Well, "The Force Awakens" isn't the best "Star Wars" movie ever made or the worst.  It's very reverent and derivative of the original trilogy, often to a fault, but its original elements are all very strong and give me real hope for the following movies in a way that "The Phantom Menace" didn't.  Consider our new heroes: Rey (Daisy Ridley), a scavenger eking out a meager existence on the desert world of Jakku, Finn (John Boyega), a stormtrooper deserter who only wants to get as far away from his pursuers as possible, dashing X-wing pilot Poe Dameron (Oscar Isaac), and the little soccer-ball of a droid, BB-8.  They're all so much more interesting than Anakin Skywalker and Queen Amidala in the prequels ever managed to be, and had me invested in their stories almost immediately.
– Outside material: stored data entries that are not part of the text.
//! Async request engine: submit a query, poll the job, resolve to a table.
//!
//! ```text
//! New ──POST──▶ Submitted{job} ──GET /job──▶ Submitted{job} ... ─▶ Done | Empty
//!                     │                                   (error at any step aborts)
//! ```
//!
//! Every call inspects the HTTP status first (non-200 is fatal, body surfaced)
//! and then the embedded status: 100 done, 130 empty, 200 pending, anything
//! else a server error. Pending responses consume one try of the
//! `PollPolicy`; running out of tries is its own error.

use std::thread;
use std::time::Duration;

use quick_xml::escape::partial_escape;

use crate::error::{LimError, Result};
use crate::report::{build_table, parse_response, RequestStatus};
use crate::table::SeriesTable;
use crate::transport::{HttpResponse, Transport, CONTENT_TYPE_XML};

/// Outcome of one polling attempt.
#[derive(Debug, Clone, PartialEq)]
pub enum Poll<T> {
    Ready(T),
    Pending,
}

/// Fixed-interval, bounded retry loop shared by data requests and upload jobs.
#[derive(Debug, Clone, Copy, PartialEq, Eq)]
pub struct PollPolicy {
    tries: u32,
    interval: Duration,
}

impl PollPolicy {
    pub const DEFAULT_TRIES: u32 = 50;
    pub const DEFAULT_INTERVAL: Duration = Duration::from_millis(2500);

    /// `tries` is clamped to at least one attempt.
    pub fn new(tries: u32, interval: Duration) -> Self {
        Self {
            tries: tries.max(1),
            interval,
        }
    }

    /// No sleeping between attempts.
    pub fn immediate(tries: u32) -> Self {
        Self::new(tries, Duration::ZERO)
    }

    pub fn tries(&self) -> u32 {
        self.tries
    }

    pub fn interval(&self) -> Duration {
        self.interval
    }

    /// Call `attempt` (1-based attempt number) until it is ready, fails, or the
    /// try budget is spent. Sleeps `interval` after every pending attempt that
    /// still has a successor.
    pub fn run<T, F>(&self, mut attempt: F) -> Result<T>
    where
        F: FnMut(u32) -> Result<Poll<T>>,
    {
        for n in 1..=self.tries {
            match attempt(n)? {
                Poll::Ready(value) => return Ok(value),
                Poll::Pending => {
                    if n < self.tries && !self.interval.is_zero() {
                        thread::sleep(self.interval);
                    }
                }
            }
        }
        Err(LimError::TriesExhausted { tries: self.tries })
    }
}

impl Default for PollPolicy {
    fn default() -> Self {
        Self::new(Self::DEFAULT_TRIES, Self::DEFAULT_INTERVAL)
    }
}

/// Where a data request currently stands.
#[derive(Debug, Clone, Copy, PartialEq, Eq)]
pub enum RequestState {
    New,
    Submitted { job_id: u64 },
}

/// Classification of one server response.
#[derive(Debug, Clone, PartialEq)]
pub enum Resolution {
    Done(SeriesTable),
    Empty,
    Pending { job_id: u64 },
}

/// Wrap query text in the data-request envelope.
pub fn request_envelope(query: &str) -> String {
    format!(
        "<DataRequest><Query><Text>{}</Text></Query></DataRequest>",
        partial_escape(query)
    )
}

/// Classify a response from the data-request endpoint.
pub fn resolve(response: HttpResponse) -> Result<Resolution> {
    let response = response.require_ok()?;
    let parsed = parse_response(&response.body)?;

    match parsed.status {
        RequestStatus::Complete => Ok(Resolution::Done(build_table(&parsed.report)?)),
        RequestStatus::NoData => {
            tracing::info!("no data");
            Ok(Resolution::Empty)
        }
        RequestStatus::Pending => {
            let job_id = parsed.job_id.ok_or_else(|| {
                LimError::Parse("pending response carries no job id".into())
            })?;
            Ok(Resolution::Pending { job_id })
        }
        RequestStatus::Other(code) => Err(LimError::Server {
            code,
            message: parsed
                .message
                .unwrap_or_else(|| format!("status {code}")),
        }),
    }
}

pub struct RequestEngine<T: Transport> {
    transport: T,
    endpoint: String,
    policy: PollPolicy,
}

impl<T: Transport> RequestEngine<T> {
    pub fn new(transport: T, endpoint: impl Into<String>, policy: PollPolicy) -> Self {
        Self {
            transport,
            endpoint: endpoint.into(),
            policy,
        }
    }

    pub fn transport(&self) -> &T {
        &self.transport
    }

    pub fn policy(&self) -> PollPolicy {
        self.policy
    }

    fn call(&self, state: RequestState, body: &str) -> Result<HttpResponse> {
        match state {
            RequestState::New => self.transport.post(&self.endpoint, CONTENT_TYPE_XML, body),
            RequestState::Submitted { job_id } => self
                .transport
                .get(&format!("{}/{job_id}", self.endpoint)),
        }
    }

    /// Run `query` to completion. `Ok(None)` means the server had no data.
    pub fn execute(&self, query: &str) -> Result<Option<SeriesTable>> {
        let body = request_envelope(query);
        let mut state = RequestState::New;

        self.policy.run(|attempt| {
            let response = self.call(state, &body)?;
            match resolve(response)? {
                Resolution::Done(table) => {
                    tracing::debug!(attempt, rows = table.height(), "request complete");
                    Ok(Poll::Ready(Some(table)))
                }
                Resolution::Empty => Ok(Poll::Ready(None)),
                Resolution::Pending { job_id } => {
                    tracing::debug!(attempt, job_id, "not complete");
                    state = RequestState::Submitted { job_id };
                    Ok(Poll::Pending)
                }
            }
        })
    }
}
And consider Kylo Ren (Adam Driver), the new Sith baddie who menaces our heroes on behalf of the First Order, which succeeded the fallen Empire and.  Ren is a different kind of villain than we've seen before, someone young and unstable, still finding his footing, though he wields a great amount of power.  It creates such a different dynamic with the heroes and with the other characters than we've seen before.  I think it's going to be as much fun following him through the new trilogy as it will be to follow Rey and Finn.  I'm less enthusiastic about Ren's master, Supreme Leader Snoke (Andy Serkis) who we get to see briefly via hologram.  He's one of the characters who seems to follow the template of the previous films a little too closely, along with a new diminutive wise alien figure named Maz Kanata (Lupita Nyongo).

"The Force Awakens" is at its worst when it's catering to the existing "Star Wars" fanbase with a constant stream of callbacks, cameos, and references.  The movie captures the feel of the original trilogy to a large degree, but too often does it by creating variations on familiar scenes - droids lost in the desert, a rescue that requires running around an enemy base, a visit to a watering hole full of seedy alien toughs, and of course the final epic battles involving a doomsday weapon.  At certain points the movie feels like a highlight reel of the entire first trilogy crammed into one movie - we're constantly hustling through new environments that feel strangely familiar, meeting old friends again, and there's hardly a moment to stop and catch your breath.  Then again, the slower scenes tend to be the weakest - too many clumsy exposition dumps and not enough character moments.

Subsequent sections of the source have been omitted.